もちろん、それだけが理由というわけではないが。

 

「んじゃ、こっちからも質問だ。ランも何でここに? 戦闘より、文官の方が向いてると思うんだが」

 

「よく言われますよ」

 

まだ中身を飲み終えていない湯飲みを手に、肩を竦めて笑うラン。

 

「なんせ、少し前までは教師をしてましたから」

 

「へぇ! そりゃまた。帝都の学校か?」

 

「ジョヨウというところで、ですね」

 

「ジョヨウ……あー、待て。何か、副隊長から聞いたことがあるような…………確か、帝国で一番治安がいいとかなんとか?」

 

「…………そう、ですね」

 

「ん?」

 

何故か表情の暗いランに疑問を覚えつつ、そういや、治安がいいとこで教師やってるならここにくる意味がないということに思い至る。

 

「……なんかあったみたいだな」

 

そして、そこで語られたランの過去

 

留守の間に生徒である子供達が凶賊に殺され、帝国一の治安という評判を落とさないために事件を闇に葬った役人。

 

そして、そんな帝国を変えること、そして復讐を誓った一人の元教師の話であった。

 

「……よく革命軍に入らなかったな」

 

「武力に頼るのは愚かなことだと判断しただけですよ。でも……」

 

ずいぶんと前に中身を飲み干した湯飲みを見つめるランの目がスッと細められた。

 

「あいつはこの手で殺しますが」

 

ゾッとするほど冷たい声で言い切ったラン。そんなランに俺はそうか、としか言えなかった。

 

「……少し話し込み過ぎましたか。それでは僕は戻ります」

 

「おお。またな」

 

では、と言って部屋を出ていくラン。出たところで誰かが戻ってきたのか、軽く会釈していたが、誰だろうか。

 

「またサボりですか? 隊長」

 

「……サラバッ!!」

 

「しかし回り込みます」

 

「嘘でしょ!?」

 

逃げ出そうと扉と逆方向にある窓へ向かった俺だったが、いつの間にか逃走進路を阻まれていた。

 

「さ、隊長。仕事はまだまだありますから、ファイトですよ」

 

「ま、待ってくれ。

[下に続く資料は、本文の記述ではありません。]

#![allow(dead_code)]

#[cfg(test)]
mod test;

use std::io::Write;

use thiserror::Error;

// Mpeg box type.
pub type BoxType = [u8; 4];

//pub type ImmutableBoxes = Vec<dyn ImmutableBox>;

// ImmutableBox is the common trait of boxes.
pub trait ImmutableBox {
    // Type returns the BoxType.
    fn box_type(&self) -> BoxType;

    // Size returns the marshaled size in bytes.
    // The size must be known before marshaling
    // since the box header contains the size.
    fn size(&self) -> usize;

    // Marshal box to writer.
    fn marshal(&self, w: &mut dyn std::io::Write) -> Result<(), Mp4Error>;
}

/// A box whose payload is already fully encoded, e.g. a decoder
/// configuration record handed down verbatim as a track's `codec_private`.
pub struct RawBox {
    pub box_type: BoxType,
    pub data: Vec<u8>,
}

impl ImmutableBox for RawBox {
    fn box_type(&self) -> BoxType {
        self.box_type
    }

    fn size(&self) -> usize {
        self.data.len()
    }

    fn marshal(&self, w: &mut dyn std::io::Write) -> Result<(), Mp4Error> {
        w.write_all(&self.data)?;
        Ok(())
    }
}

impl From<RawBox> for Box<dyn ImmutableBox> {
    fn from(value: RawBox) -> Self {
        Box::new(value)
    }
}

#[derive(Debug, Error)]
pub enum Mp4Error {
    #[error("write: {0}")]
    Write(#[from] std::io::Error),

    #[error("from int: {0} {1}")]
    FromInt(String, std::num::TryFromIntError),
}

// Tree of boxes that can be marshaled together.
pub struct Boxes {
    pub mp4_box: Box<dyn ImmutableBox>,
    pub children: Vec<Boxes>,
}

impl Boxes {
    #[must_use]
    pub fn new<T: Into<Box<dyn ImmutableBox>>>(mp4_box: T) -> Self {
        Self {
            mp4_box: mp4_box.into(),
            children: Vec::new(),
        }
    }

    #[must_use]
    pub fn with_child(mut self, child: Boxes) -> Self {
        self.children.push(child);
        self
    }

    #[must_use]
    pub fn with_children2(mut self, child1: Boxes, child2: Boxes) -> Self {
        self.children.extend([child1, child2]);
        self
    }
    #[must_use]

    pub fn with_children3(mut self, child1: Boxes, child2: Boxes, child3: Boxes) -> Self {
        self.children.extend([child1, child2, child3]);
        self
    }

    #[must_use]
    pub fn with_children4(
        mut self,
        child1: Boxes,
        child2: Boxes,
        child3: Boxes,
        child4: Boxes,
    ) -> Self {
        self.children.extend([child1, child2, child3, child4]);
        self
    }

    #[must_use]
    pub fn with_children5(
        mut self,
        child1: Boxes,
        child2: Boxes,
        child3: Boxes,
        child4: Boxes,
        child5: Boxes,
    ) -> Self {
        self.children
            .extend([child1, child2, child3, child4, child5]);
        self
    }

    #[must_use]
    pub fn with_children6(
        mut self,
        child1: Boxes,
        child2: Boxes,
        child3: Boxes,
        child4: Boxes,
        child5: Boxes,
        child6: Boxes,
    ) -> Self {
        self.children
            .extend([child1, child2, child3, child4, child5, child6]);
        self
    }

    #[must_use]
    #[allow(clippy::too_many_arguments)]
    pub fn with_children7(
        mut self,
        child1: Boxes,
        child2: Boxes,
        child3: Boxes,
        child4: Boxes,
        child5: Boxes,
        child6: Boxes,
        child7: Boxes,
    ) -> Self {
        self.children
            .extend([child1, child2, child3, child4, child5, child6, child7]);
        self
    }

    // Size returns the total size of the box including children.
    #[must_use]
    pub fn size(&self) -> usize {
        let mut total = self.mp4_box.size() + 8;

        for child in &self.children {
            let size = child.size();
            total += size;
        }

        total
    }

    // Marshal box including children.
    pub fn marshal<W: Write>(&self, w: &mut W) -> Result<(), Mp4Error> {
        let size = self.size();

        write_box_info(w, size, self.mp4_box.box_type())?;

        // The size of a empty box is 8 bytes.
        if size != 8 {
            self.mp4_box.marshal(w)?;
        }

        for child in &self.children {
            child.marshal(w)?;
        }
        Ok(())
    }
}

pub fn write_box_info<W: Write>(w: &mut W, size: usize, typ: BoxType) -> Result<(), Mp4Error> {
    w.write_all(
        &u32::try_from(size)
            .map_err(|e| Mp4Error::FromInt("write box info".to_owned(), e))?
            .to_be_bytes(),
    )?;
    w.write_all(&typ)?;
    Ok(())
}

pub fn write_single_box<W: Write>(w: &mut W, b: &dyn ImmutableBox) -> Result<usize, Mp4Error> {
    let size = 8 + b.size();

    write_box_info(w, size, b.box_type())?;

    // The size of a empty box is 8 bytes.
    if size != 8 {
        b.marshal(w)?;
    }
    Ok(size)
}

/*
// Marshal ImmutableBoxes to writer.
fn (boxes ImmutableBoxes) marshal(&self, w: &mut dyn std::io::Write) -> Result<(), MarshalError> {
    for _, b := range boxes {
        if _, err := WriteSingleBox(w, b); err != nil {
            return err
        }
    }
    return nil
}

// Size combined size of boxes.
fn (boxes ImmutableBoxes) size(&self) -> usize {
    var n int
    for _, b := range boxes {
        n += 8
        n += b.Size()
    }
    return n
}

*/
/************************* FullBox **************************/

#[derive(Clone, Copy, Default)]
pub struct FullBox {
    pub version: u8,
    pub flags: [u8; 3],
}

impl FullBox {
    fn get_flags(self) -> u32 {
        parse_fullbox_flags(self.flags)
    }

    fn check_flag(self, flag: u32) -> bool {
        self.get_flags() & flag != 0
    }

    pub fn marshal_field(&self, w: &mut dyn std::io::Write) -> Result<(), Mp4Error> {
        w.write_all(&[self.version])?;
        w.write_all(&self.flags)?;
        Ok(())
    }
}

fn parse_fullbox_flags(flags: [u8; 3]) -> u32 {
    (u32::from(flags[0]) << 16) ^ (u32::from(flags[1]) << 8) ^ (u32::from(flags[2]))
}

fn check_fullbox_flag(flags: [u8; 3], flag: u32) -> bool {
    let flags = parse_fullbox_flags(flags);
    flags & flag != 0
}

#[must_use]
#[allow(clippy::cast_possible_truncation, clippy::as_conversions)]
pub fn u32_to_flags(v: u32) -> [u8; 3] {
    [(v >> 16) as u8, (v >> 8) as u8, v as u8]
}

/*************************** btrt ****************************/

pub const TYPE_BTRT: BoxType = *b"btrt";

pub struct Btrt {
    pub buffer_size_db: u32,
    pub max_bitrate: u32,
    pub avg_bitrate: u32,
}

impl ImmutableBox for Btrt {
    fn box_type(&self) -> BoxType {
        TYPE_BTRT
    }

    fn size(&self) -> usize {
        12
    }

    fn marshal(&self, w: &mut dyn std::io::Write) -> Result<(), Mp4Error> {
        w.write_all(&self.buffer_size_db.to_be_bytes())?;
        w.write_all(&self.max_bitrate.to_be_bytes())?;
        w.write_all(&self.avg_bitrate.to_be_bytes())?;
        Ok(())
    }
}

impl From<Btrt> for Box<dyn ImmutableBox> {
    fn from(value: Btrt) -> Self {
        Box::new(value)
    }
}

/*************************** ctts ****************************/

pub const TYPE_CTTS: BoxType = *b"ctts";

pub struct Ctts {
    pub flags: [u8; 3],
    pub entries: CttsEntries,
}

pub enum CttsEntries {
    V0(Vec<CttsEntryV0>),
    V1(Vec<CttsEntryV1>),
}

#[derive(Clone, Copy)]
pub struct CttsEntryV0 {
    pub sample_count: u32,
    pub sample_offset: u32,
}

#[derive(Clone, Copy)]
pub struct CttsEntryV1 {
    pub sample_count: u32,
    pub sample_offset: i32,
}

impl ImmutableBox for Ctts {
    fn box_type(&self) -> BoxType {
        TYPE_CTTS
    }

    fn size(&self) -> usize {
        let num_entries = match &self.entries {
            CttsEntries::V0(v) => v.len(),
            CttsEntries::V1(v) => v.len(),
        };
        8 + num_entries * 8
    }

    fn marshal(&self, w: &mut dyn std::io::Write) -> Result<(), Mp4Error> {
        match &self.entries {
            CttsEntries::V0(entries) => {
                w.write_all(&[0])?;
                w.write_all(&self.flags)?;

                w.write_all(
                    &(u32::try_from(entries.len())
                        .map_err(|e| Mp4Error::FromInt("ctts".to_owned(), e))?)
                    .to_be_bytes(),
                )?;
                for entry in entries {
                    w.write_all(&entry.sample_count.to_be_bytes())?;
                    w.write_all(&entry.sample_offset.to_be_bytes())?;
                }
            }
            CttsEntries::V1(entries) => {
                w.write_all(&[1])?;
                w.write_all(&self.flags)?;

                w.write_all(
                    &(u32::try_from(entries.len())
                        .map_err(|e| Mp4Error::FromInt("ctts".to_owned(), e))?)
                    .to_be_bytes(),
                )?;
                for entry in entries {
                    w.write_all(&entry.sample_count.to_be_bytes())?;
                    w.write_all(&entry.sample_offset.to_be_bytes())?;
                }
            }
        }

        Ok(())
    }
}

impl From<Ctts> for Box<dyn ImmutableBox> {
    fn from(value: Ctts) -> Self {
        Box::new(value)
    }
}

/*************************** dinf ****************************/

pub const TYPE_DINF: BoxType = *b"dinf";

pub struct Dinf;

impl ImmutableBox for Dinf {
    fn box_type(&self) -> BoxType {
        TYPE_DINF
    }

    fn size(&self) -> usize {
        0
    }

    fn marshal(&self, _: &mut dyn std::io::Write) -> Result<(), Mp4Error> {
        Ok(())
    }
}

impl From<Dinf> for Box<dyn ImmutableBox> {
    fn from(value: Dinf) -> Self {
        Box::new(value)
    }
}

/*************************** dref ****************************/

pub const TYPE_DREF: BoxType = *b"dref";

pub struct Dref {
    pub full_box: FullBox,
    pub entry_count: u32,
}

impl ImmutableBox for Dref {
    fn box_type(&self) -> BoxType {
        TYPE_DREF
    }

    fn size(&self) -> usize {
        8
    }

    fn marshal(&self, w: &mut dyn std::io::Write) -> Result<(), Mp4Error> {
        self.full_box.marshal_field(w)?;
        w.write_all(&self.entry_count.to_be_bytes())?;
        Ok(())
    }
}

impl From<Dref> for Box<dyn ImmutableBox> {
    fn from(value: Dref) -> Self {
        Box::new(value)
    }
}

/*************************** url ****************************/

pub const TYPE_URL: BoxType = *b"url ";

pub struct Url {
    pub full_box: FullBox,
    pub location: String,
}

pub const URL_NOPT: u32 = 0x0000_0001;

impl ImmutableBox for Url {
    fn box_type(&self) -> BoxType {
        TYPE_URL
    }

    fn size(&self) -> usize {
        if self.full_box.check_flag(URL_NOPT) {
            4
        } else {
            self.location.len() + 5
        }
    }

    fn marshal(&self, w: &mut dyn std::io::Write) -> Result<(), Mp4Error> {
        self.full_box.marshal_field(w)?;
        if !self.full_box.check_flag(URL_NOPT) {
            w.write_all((self.location.clone() + "\0").as_bytes())?;
        }
        Ok(())
    }
}

impl From<Url> for Box<dyn ImmutableBox> {
    fn from(value: Url) -> Self {
        Box::new(value)
    }
}

/*************************** edts ****************************/

pub const TYPE_EDTS: BoxType = *b"edts";

pub struct Edts;

impl ImmutableBox for Edts {
    fn box_type(&self) -> BoxType {
        TYPE_EDTS
    }

    fn size(&self) -> usize {
        0
    }

    fn marshal(&self, _: &mut dyn std::io::Write) -> Result<(), Mp4Error> {
        Ok(())
    }
}

impl From<Edts> for Box<dyn ImmutableBox> {
    fn from(value: Edts) -> Self {
        Box::new(value)
    }
}

/*************************** elst ****************************/

pub const TYPE_ELST: BoxType = *b"elst";

#[derive(Clone)]
pub struct Elst {
    pub flags: [u8; 3],
    pub entries: ElstEntries,
}
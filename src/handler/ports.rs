// SPDX-License-Identifier: GPL-2.0-or-later

use std::collections::HashMap;

use common::StreamData;

use crate::media_handler::SharedHandler;
use crate::status::Status;

/// Output-port wiring owned by a single [`crate::MediaHandler`].
///
/// A handler registers zero or more `(consumer, consumer_input_port)` pairs
/// per output port, then calls [`Ports::dispatch`] once per outgoing
/// message; `dispatch` looks the message's `stream_index` up as an output
/// port and fans it out to every registered consumer, matching the
/// `AddOutput`/`Dispatch` capability pair every handler exposes.
#[derive(Default)]
pub struct Ports {
    edges: HashMap<u32, Vec<(SharedHandler, u32)>>,
}

impl Ports {
    #[must_use]
    pub fn new() -> Self {
        Self::default()
    }

    pub fn add_output(&mut self, output_port: u32, consumer: SharedHandler, consumer_input_port: u32) {
        self.edges
            .entry(output_port)
            .or_default()
            .push((consumer, consumer_input_port));
    }

    /// Routes `data` to the output port matching its `stream_index`. A port
    /// with no registered consumer is a silent no-op: graph validation is
    /// responsible for catching orphan outputs before the pipeline runs.
    pub async fn dispatch(&self, data: StreamData) -> Status {
        let Some(consumers) = self.edges.get(&data.stream_index) else {
            return Status::ok();
        };
        for (consumer, input_port) in consumers {
            let status = consumer.lock().await.process(*input_port, data.clone()).await;
            if status.is_error() {
                return status;
            }
        }
        Status::ok()
    }

    /// Propagates a flush request to every downstream consumer on every
    /// output port.
    pub async fn flush_all(&self) -> Status {
        for consumers in self.edges.values() {
            for (consumer, input_port) in consumers {
                let status = consumer.lock().await.on_flush_request(*input_port).await;
                if status.is_error() {
                    return status;
                }
            }
        }
        Status::ok()
    }

    #[must_use]
    pub fn declared_output_ports(&self) -> Vec<u32> {
        self.edges.keys().copied().collect()
    }

    #[must_use]
    pub fn has_consumer(&self, output_port: u32) -> bool {
        self.edges.get(&output_port).is_some_and(|v| !v.is_empty())
    }
}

この間めちゃくちゃやっただろう? と、当分はしなくていいんじゃないかな?」

 

「……隊長、こんな言葉を知ってますか?」

 

先の尖ったトンファーで俺を脅すように構えた副隊長はニッコリ笑ってこういった。

 

「それはそれ、これはこれ、ですよ」

 

「鬼だ!? ここに鬼がおるぅ!?」

 

鬼に金棒、副隊長にトンファー。

ついにはイェーガーズ本部にまで出張ってくる副隊長は、俺の襟をつかんで警備隊本部まで連行。

ならほど、俺に安息の時間を渡さぬと言うのか。

 

よろしい! ならば、戦争だ!!

 

 

「やりますか?」

 

「待って、この状態でトンファーで目潰ししようとするのやめてマジで」

 

 

ーーーーーーーーーーーーーーー

 

 

その翌日、エスデスが行方不明になったと連絡が入ったのだが、イェーガーズのメンバー全員が、あの隊長なら大丈夫だろうというのが共通認識だったことはいうまでもないことである。